Food is another area of variation. Some trips use "central commissary": we all eat the same food, cooked in the same pot, with menus prepared by your leader. The leader distributes a fair share of the load of pots, stoves, fuel, and food to each participant. With "hot-water commissary" you bring your own dehydrated meals and reconstitute them in hot water provided by the leader. Other trips are listed as "individual" or "car commissary", where you bring your own stove, fuel, and food, or share these within your car. Whatever the backpack, it's important to eat enough to keep your internal boiler thoroughly stoked.

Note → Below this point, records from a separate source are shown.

//! Reference datasets behind the select fields.
use std::collections::BTreeMap;
use std::path::PathBuf;

use async_trait::async_trait;
use serde::{Deserialize, Serialize};
use tokio::sync::RwLock;
use tracing::{debug, error};

use crate::error::ReferenceError;
use crate::readiness::{Readiness, ReadinessGate, ReadinessProbe, ReadySignal, calendar_detected};
use crate::schema::{CascadeLevel, FieldKind, FieldSpec, SelectSource};

/// province -> district -> municipalities
#[derive(Debug, Clone, Default, PartialEq, Eq, Serialize, Deserialize)]
#[serde(transparent)]
pub struct LocationTree(BTreeMap<String, BTreeMap<String, Vec<String>>>);

impl LocationTree {
    pub fn from_json(json: &str) -> Result<Self, ReferenceError> {
        serde_json::from_str(json).map_err(|e| ReferenceError::Malformed {
            dataset: "location",
            reason: e.to_string(),
        })
    }

    pub fn is_empty(&self) -> bool {
        self.0.is_empty()
    }

    pub fn provinces(&self) -> Vec<String> {
        self.0.keys().cloned().collect()
    }

    pub fn districts(&self, province: &str) -> Vec<String> {
        self.0
            .get(province)
            .map(|d| d.keys().cloned().collect())
            .unwrap_or_default()
    }

    pub fn municipalities(&self, province: &str, district: &str) -> Vec<String> {
        self.0
            .get(province)
            .and_then(|d| d.get(district))
            .cloned()
            .unwrap_or_default()
    }
}

#[derive(Debug, Clone, PartialEq, Eq, Serialize, Deserialize)]
pub struct Bank {
    pub name: String,
}

#[derive(Debug, Clone, PartialEq, Eq, Serialize, Deserialize)]
pub struct Occupation {
    pub name: String,
}

#[derive(Deserialize)]
struct OccupationFile {
    #[serde(default)]
    occupations: Vec<Occupation>,
}

/// Loads the three datasets. Implementations may complete in any order.
#[async_trait]
pub trait ReferenceSource: Send + Sync {
    async fn locations(&self) -> Result<LocationTree, ReferenceError>;
    async fn banks(&self) -> Result<Vec<Bank>, ReferenceError>;
    async fn occupations(&self) -> Result<Vec<Occupation>, ReferenceError>;
}

/// Reads `nepal_locations.json`, `nepal_banks.json` and `occupations.json` from a directory.
#[derive(Debug, Clone)]
pub struct JsonReferenceSource {
    dir: PathBuf,
}

impl JsonReferenceSource {
    pub fn new(dir: impl Into<PathBuf>) -> Self {
        Self { dir: dir.into() }
    }

    async fn read(&self, file: &str, dataset: &'static str) -> Result<String, ReferenceError> {
        tokio::fs::read_to_string(self.dir.join(file))
            .await
            .map_err(|e| ReferenceError::Unavailable {
                dataset,
                reason: e.to_string(),
            })
    }
}

#[async_trait]
impl ReferenceSource for JsonReferenceSource {
    async fn locations(&self) -> Result<LocationTree, ReferenceError> {
        LocationTree::from_json(&self.read("nepal_locations.json", "location").await?)
    }

    async fn banks(&self) -> Result<Vec<Bank>, ReferenceError> {
        let raw = self.read("nepal_banks.json", "bank").await?;
        serde_json::from_str(&raw).map_err(|e| ReferenceError::Malformed {
            dataset: "bank",
            reason: e.to_string(),
        })
    }

    async fn occupations(&self) -> Result<Vec<Occupation>, ReferenceError> {
        let raw = self.read("occupations.json", "occupation").await?;
        let file: OccupationFile =
            serde_json::from_str(&raw).map_err(|e| ReferenceError::Malformed {
                dataset: "occupation",
                reason: e.to_string(),
            })?;
        Ok(file.occupations)
    }
}

#[derive(Debug, Clone, PartialEq, Eq)]
pub struct SelectOption {
    pub value: String,
    pub text: String,
}

impl SelectOption {
    pub fn plain(value: impl Into<String>) -> Self {
        let value = value.into();
        Self {
            text: value.clone(),
            value,
        }
    }

    /// Match on value or visible text, ignoring surrounding whitespace.
    pub fn matches(&self, expected: &str) -> bool {
        let expected = expected.trim();
        self.value.trim() == expected || self.text.trim() == expected
    }
}

/// Options a select currently offers.
#[async_trait]
pub trait OptionSource: Send + Sync {
    /// `parents` holds the selected values of the levels above a cascade field.
    /// An empty list means the options are not there (yet).
    async fn options(&self, field: &FieldSpec, parents: &[String]) -> Vec<SelectOption>;
}

#[derive(Debug, Default)]
struct Catalog {
    locations: Option<LocationTree>,
    banks: Option<Vec<String>>,
    occupations: Option<Vec<String>>,
}

/// Loaded reference data, filled in as each dataset arrives.
#[derive(Debug, Default)]
pub struct ReferenceOptions {
    catalog: RwLock<Catalog>,
}

impl ReferenceOptions {
    pub fn new() -> Self {
        Self::default()
    }

    pub async fn set_locations(&self, tree: LocationTree) {
        self.catalog.write().await.locations = Some(tree);
    }

    pub async fn set_banks(&self, banks: Vec<Bank>) {
        let mut names: Vec<String> = banks.into_iter().map(|b| b.name).collect();
        names.sort();
        self.catalog.write().await.banks = Some(names);
    }

    pub async fn set_occupations(&self, occupations: Vec<Occupation>) {
        let mut names: Vec<String> = occupations.into_iter().map(|o| o.name).collect();
        names.sort();
        self.catalog.write().await.occupations = Some(names);
    }

    /// Loads every dataset concurrently and signals each one as it lands.
    pub async fn load_from(
        &self,
        source: &dyn ReferenceSource,
        gate: &ReadinessGate,
    ) -> Result<(), ReferenceError> {
        let locations = async {
            let tree = source.locations().await?;
            self.set_locations(tree).await;
            gate.signal(ReadySignal::Locations);
            Ok::<_, ReferenceError>(())
        };
        let banks = async {
            let banks = source.banks().await?;
            self.set_banks(banks).await;
            gate.signal(ReadySignal::Banks);
            Ok::<_, ReferenceError>(())
        };
        let occupations = async {
            let occupations = source.occupations().await?;
            self.set_occupations(occupations).await;
            gate.signal(ReadySignal::Occupations);
            Ok::<_, ReferenceError>(())
        };
        futures::try_join!(locations, banks, occupations)
            .map(|_| ())
            .inspect_err(|err| error!(%err, "reference data failed to load"))
    }
}

#[async_trait]
impl OptionSource for ReferenceOptions {
    async fn options(&self, field: &FieldSpec, parents: &[String]) -> Vec<SelectOption> {
        let catalog = self.catalog.read().await;
        let names: Vec<String> = match field.kind {
            FieldKind::Select(SelectSource::Static(list)) => {
                list.iter().map(|s| s.to_string()).collect()
            }
            FieldKind::Select(SelectSource::Banks) => catalog.banks.clone().unwrap_or_default(),
            FieldKind::Select(SelectSource::Occupations) => {
                catalog.occupations.clone().unwrap_or_default()
            }
            FieldKind::Cascade(_, level) => {
                let Some(tree) = catalog.locations.as_ref() else {
                    return Vec::new();
                };
                match (level, parents) {
                    (CascadeLevel::Province, _) => tree.provinces(),
                    (CascadeLevel::District, [province, ..]) => tree.districts(province),
                    (CascadeLevel::Municipality, [province, district, ..]) => {
                        tree.municipalities(province, district)
                    }
                    _ => Vec::new(),
                }
            }
            _ => Vec::new(),
        };
        debug!(field = field.name, count = names.len(), "options queried");
        names.into_iter().map(SelectOption::plain).collect()
    }
}

#[async_trait]
impl ReadinessProbe for ReferenceOptions {
    async fn detect(&self) -> Readiness {
        let catalog = self.catalog.read().await;
        Readiness {
            locations: catalog.locations.as_ref().is_some_and(|t| !t.is_empty()),
            banks: catalog.banks.as_ref().is_some_and(|b| !b.is_empty()),
            occupations: catalog.occupations.as_ref().is_some_and(|o| !o.is_empty()),
            calendar: calendar_detected(),
        }
    }
}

Many stores feature spring sales for the "next backpacking season", but come hail or high water, many of us backpack year-round. In the dead of winter and the spring we roam the coastal ranges from the Sinkiyone Wilderness on the North Coast to the fabulous Ventana Wilderness by Big Sur, and the massive expanse of Henry Coe State Park barely an hour's drive south of San Francisco. Many Bay Chapter backpack leaders also lead snowshoe and snow-camping trips during the winter; these are listed through the Snow Camping and Backcountry Skiing Sections (see the November Yodeler or the Chapter web site: www.sfbaysc.org)

for more about these). In the spring we also explore the great deserts of California. These desert trips usually take more time since they involve a much longer drive. In the summer and fall we explore and enjoy our magnificent Sierra Nevada.

I love it; you might too

For over half my lifetime, backpacking has been a cornerstone of my existence. After 38 years I'm still out there, though I'm a bit slower, and I count every ounce on my back.

Becoming a backpack trip leader has been extraordinarily good for me, allowing me to experience unimaginable personal growth. The friendships and the memories will accompany me into old age. It's been a great ride. And it isn't over yet! Hope to see you up the next mountain, eh?